California's Water Board Shouldn't Gut the Once-Through Cooling Policy Before it Has a Chance to Work
The California State Water Board is considering a major and poorly analyzed Amendment that will dramatically weaken the Board’s recently adopted Policy to phase-out the harmful and antiquated technology of once-through cooling in coastal power plants in California. As my colleague Leila Monroe blogged, this post-World War II technology, uses sea water to cool power plants. Once-through cooling has tremendous harmful impacts on California’s coastal and marine environment. Every day, 19 power plants on our coast suck in more than 15 billion gallons of sea water, killing nearly all the marine life that water contains.
The Policy, adopted in May 2010 after five years of review, would start to bring California coastal power plants into compliance with the Clean Water Act (40 years after its passage), by setting a moderate timeline for phasing out once-through cooling over the next 14 years (or requiring comparable reductions in ocean impacts).
The Policy was developed in close consultation with the state energy agencies, and in their September, 2009 comment letter those agencies showed support for the approach ultimately adopted by the Water Board. In order to ensure the phase out won’t have unintended consequences on the state energy supply, the State Board’s Policy also established a process for accepting ongoing advice from state energy agencies, in case any further delays or changes are found to be necessary.
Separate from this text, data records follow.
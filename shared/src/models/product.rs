//! Catalog models

use rust_decimal::Decimal;
use serde::{Deserialize, Serialize};

/// A product registered in the catalog
#[derive(Debug, Clone, Serialize, Deserialize, PartialEq)]
pub struct Product {
    pub id: String,
    pub name: String,
    pub category: String,
    pub brand: String,
    /// Sell price per unit
    pub unit_price: Decimal,
    /// Acquisition cost per unit
    pub unit_cost: Decimal,
    /// Total quantity across all locations below which a low-stock alert fires
    pub low_stock_threshold: u32,
    #[serde(default)]
    pub compliance_status: ComplianceStatus,
}

impl Product {
    /// Gross margin per unit
    pub fn unit_margin(&self) -> Decimal {
        self.unit_price - self.unit_cost
    }
}

/// Regulatory standing of a product
#[derive(Debug, Clone, Copy, Serialize, Deserialize, PartialEq, Eq, Default)]
#[serde(rename_all = "SCREAMING_SNAKE_CASE")]
pub enum ComplianceStatus {
    #[default]
    Stable,
    Warning,
    Critical,
}

impl std::fmt::Display for ComplianceStatus {
    fn fmt(&self, f: &mut std::fmt::Formatter<'_>) -> std::fmt::Result {
        match self {
            ComplianceStatus::Stable => write!(f, "Stable"),
            ComplianceStatus::Warning => write!(f, "Warning"),
            ComplianceStatus::Critical => write!(f, "Critical"),
        }
    }
}
//! Branch replenishment requests

use chrono::{DateTime, Utc};
use serde::{Deserialize, Serialize};
use thiserror::Error;

use super::{Transaction, TransactionKind};
use crate::types::WAREHOUSE_LOCATION;

/// A branch's open ask for replenishment
#[derive(Debug, Clone, Serialize, Deserialize, PartialEq, Eq)]
pub struct StockRequest {
    pub id: String,
    pub pharmacy_id: String,
    pub product_id: String,
    pub quantity: u32,
    pub status: RequestStatus,
    pub created_at: DateTime<Utc>,
    #[serde(default, skip_serializing_if = "Option::is_none")]
    pub closed_at: Option<DateTime<Utc>>,
    /// Transfer created when the request was fulfilled
    #[serde(default, skip_serializing_if = "Option::is_none")]
    pub transfer_id: Option<String>,
}

#[derive(Debug, Clone, Copy, Serialize, Deserialize, PartialEq, Eq)]
#[serde(rename_all = "SCREAMING_SNAKE_CASE")]
pub enum RequestStatus {
    Open,
    Fulfilled,
    Rejected,
}

impl std::fmt::Display for RequestStatus {
    fn fmt(&self, f: &mut std::fmt::Formatter<'_>) -> std::fmt::Result {
        match self {
            RequestStatus::Open => write!(f, "OPEN"),
            RequestStatus::Fulfilled => write!(f, "FULFILLED"),
            RequestStatus::Rejected => write!(f, "REJECTED"),
        }
    }
}

#[derive(Debug, Error, PartialEq, Eq)]
pub enum RequestError {
    #[error("stock request {id} is already {status}")]
    AlreadyClosed { id: String, status: RequestStatus },
}

impl StockRequest {
    pub fn open(
        id: impl Into<String>,
        pharmacy_id: impl Into<String>,
        product_id: impl Into<String>,
        quantity: u32,
        created_at: DateTime<Utc>,
    ) -> Self {
        Self {
            id: id.into(),
            pharmacy_id: pharmacy_id.into(),
            product_id: product_id.into(),
            quantity,
            status: RequestStatus::Open,
            created_at,
            closed_at: None,
            transfer_id: None,
        }
    }

    pub fn is_open(&self) -> bool {
        self.status == RequestStatus::Open
    }

    /// Close the request as fulfilled and return the warehouse → branch
    /// transfer that satisfies it, still pending.
    pub fn fulfill(
        &mut self,
        transfer_id: impl Into<String>,
        batch_number: impl Into<String>,
        now: DateTime<Utc>,
    ) -> Result<Transaction, RequestError> {
        self.ensure_open()?;

        let transfer = Transaction::pending(
            transfer_id,
            self.product_id.clone(),
            batch_number,
            self.quantity,
            TransactionKind::Transfer {
                from_id: WAREHOUSE_LOCATION.to_string(),
                to_id: self.pharmacy_id.clone(),
            },
            now,
        );

        self.status = RequestStatus::Fulfilled;
        self.closed_at = Some(now);
        self.transfer_id = Some(transfer.id.clone());
        Ok(transfer)
    }

    pub fn reject(&mut self, now: DateTime<Utc>) -> Result<(), RequestError> {
        self.ensure_open()?;
        self.status = RequestStatus::Rejected;
        self.closed_at = Some(now);
        Ok(())
    }

    fn ensure_open(&self) -> Result<(), RequestError> {
        if self.is_open() {
            Ok(())
        } else {
            Err(RequestError::AlreadyClosed {
                id: self.id.clone(),
                status: self.status,
            })
        }
    }
}

#[cfg(test)]
mod tests {
    use super::*;
    use crate::models::TransactionStatus;

    fn request() -> StockRequest {
        StockRequest::open("r1", "ph1", "p1", 50, Utc::now())
    }

    #[test]
    fn test_fulfill_creates_transfer_to_branch() {
        let mut req = request();
        let tx = req.fulfill("t1", "BAT-1", Utc::now()).unwrap();

        assert_eq!(req.status, RequestStatus::Fulfilled);
        assert_eq!(req.transfer_id.as_deref(), Some("t1"));
        assert_eq!(tx.quantity, 50);
        assert_eq!(tx.kind.from_id(), WAREHOUSE_LOCATION);
        assert_eq!(tx.kind.to_id(), "ph1");
        assert_eq!(tx.status, TransactionStatus::Pending);
    }

    #[test]
    fn test_closed_request_cannot_change() {
        let mut req = request();
        req.reject(Utc::now()).unwrap();

        let err = req.fulfill("t1", "BAT-1", Utc::now()).unwrap_err();
        assert_eq!(
            err,
            RequestError::AlreadyClosed {
                id: "r1".to_string(),
                status: RequestStatus::Rejected
            }
        );
        assert!(req.reject(Utc::now()).is_err());
    }
}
Only weeks after the ink was dry on the finalized Policy, the State Water Board has now proposed an Amendment that would gut the new Policy and allow power plant owners to set their own timeline for compliance. In the meantime, power plant owners could comply through payment of a mitigation fee that courts have already determined to be illegal.
Why? There is no new information to suggest that the new Policy won’t work. In fact, the Los Angeles Department of Water and Power (LADWP), one owner of coastal power plants, released a draft energy resource plan this past summer, noting the numerous reasons for needing to retire or replace several of the existing outdated coastal generators, including reliability, air quality and increasing maintenance costs. Compliance with the Policy is possible without retirement or replacement of the coastal plants, but amending the Policy to “save” power plants that need to be replaced anyhow doesn’t make much sense.
Under the Policy (which has not even been given opportunity to be implemented), plant owners are required to submit implementation plans early next year. Without having seen the implementation plans, the Water Board has no reason to think California energy supply – including the ramp-up of renewable energy -- will be at risk, or that power plant operators have any legitimate reason for needing more time to comply with the Policy.
Furthermore, the U.S. Environmental Protection Agency, which after many years of delay is finally developing a rule to address once-through cooling, has recommended the Water Board reject the proposed amendments. The amendment was not accompanied by any additional environmental review or any review of electricity supply constraints. Indeed, no meaningful rationale was provided whatsoever.
The State Water Board should reject the proposed Amendment, and give the new Policy an opportunity to work, rather than undermine the Policy and forgo responsibility to protect California oceans. After five years of study by the State Water Board, we know California has a workable Policy to phase out once-through cooling. California’s coastal ecosystem will be better off and we can still meet our energy needs.
On November 19, NRDC joined 21 other groups in submitting a very detailed letter, which describes the many legal, policy and scientific reasons the once-through cooling Policy Amendment should be rejected at the State Water Board’s hearing on December 14th, 2010. The meeting is open to the public: come tell the Water Board to reject the Amendment.